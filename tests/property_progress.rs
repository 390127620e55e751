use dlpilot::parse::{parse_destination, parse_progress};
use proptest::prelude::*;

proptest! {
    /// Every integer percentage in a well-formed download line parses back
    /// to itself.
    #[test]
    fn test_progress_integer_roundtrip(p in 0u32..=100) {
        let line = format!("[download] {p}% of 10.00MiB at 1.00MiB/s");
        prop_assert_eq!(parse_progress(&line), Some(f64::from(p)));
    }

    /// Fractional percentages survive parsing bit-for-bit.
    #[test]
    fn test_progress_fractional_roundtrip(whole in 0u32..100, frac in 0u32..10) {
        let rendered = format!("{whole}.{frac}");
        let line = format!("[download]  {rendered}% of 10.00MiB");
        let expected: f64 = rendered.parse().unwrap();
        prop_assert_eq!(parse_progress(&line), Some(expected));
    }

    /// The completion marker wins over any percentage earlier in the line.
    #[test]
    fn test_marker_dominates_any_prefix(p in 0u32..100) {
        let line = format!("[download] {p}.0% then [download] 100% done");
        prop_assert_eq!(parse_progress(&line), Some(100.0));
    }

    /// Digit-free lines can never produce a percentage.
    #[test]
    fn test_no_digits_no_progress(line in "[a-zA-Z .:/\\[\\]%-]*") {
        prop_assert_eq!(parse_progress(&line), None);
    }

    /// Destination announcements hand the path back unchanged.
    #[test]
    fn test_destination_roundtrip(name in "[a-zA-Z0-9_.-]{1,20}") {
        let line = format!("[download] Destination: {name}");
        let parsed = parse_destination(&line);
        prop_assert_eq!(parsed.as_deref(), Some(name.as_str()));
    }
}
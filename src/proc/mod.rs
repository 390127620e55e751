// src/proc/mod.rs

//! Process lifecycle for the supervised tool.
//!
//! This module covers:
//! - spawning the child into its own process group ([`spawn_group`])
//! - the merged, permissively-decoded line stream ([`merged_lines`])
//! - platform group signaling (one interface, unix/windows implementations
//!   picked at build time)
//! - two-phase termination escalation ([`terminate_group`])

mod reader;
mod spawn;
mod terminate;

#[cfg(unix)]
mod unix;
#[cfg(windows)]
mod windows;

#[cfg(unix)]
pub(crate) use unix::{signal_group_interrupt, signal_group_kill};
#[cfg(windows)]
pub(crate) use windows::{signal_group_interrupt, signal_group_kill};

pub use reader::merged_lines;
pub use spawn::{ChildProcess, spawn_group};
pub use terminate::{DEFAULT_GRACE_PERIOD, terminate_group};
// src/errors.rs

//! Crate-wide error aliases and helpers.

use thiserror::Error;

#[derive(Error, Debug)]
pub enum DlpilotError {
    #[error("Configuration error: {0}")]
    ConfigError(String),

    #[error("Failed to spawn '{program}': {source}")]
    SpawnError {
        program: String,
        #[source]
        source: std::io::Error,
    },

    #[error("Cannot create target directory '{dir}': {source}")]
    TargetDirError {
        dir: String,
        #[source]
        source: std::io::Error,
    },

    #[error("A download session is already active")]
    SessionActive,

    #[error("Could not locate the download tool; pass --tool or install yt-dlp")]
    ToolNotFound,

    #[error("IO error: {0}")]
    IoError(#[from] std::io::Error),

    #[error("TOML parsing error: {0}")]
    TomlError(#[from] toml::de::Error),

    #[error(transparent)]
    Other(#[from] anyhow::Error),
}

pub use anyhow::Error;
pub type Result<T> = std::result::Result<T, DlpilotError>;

■ ■ ■ ■ ■

How to complete this task. Once you reach the line that holds "pub use anyhow::Error;", print it and every line after it through the end of the records, word for word.

Answer to this exercise.
pub use anyhow::Error;
pub type Result<T> = std::result::Result<T, DlpilotError>;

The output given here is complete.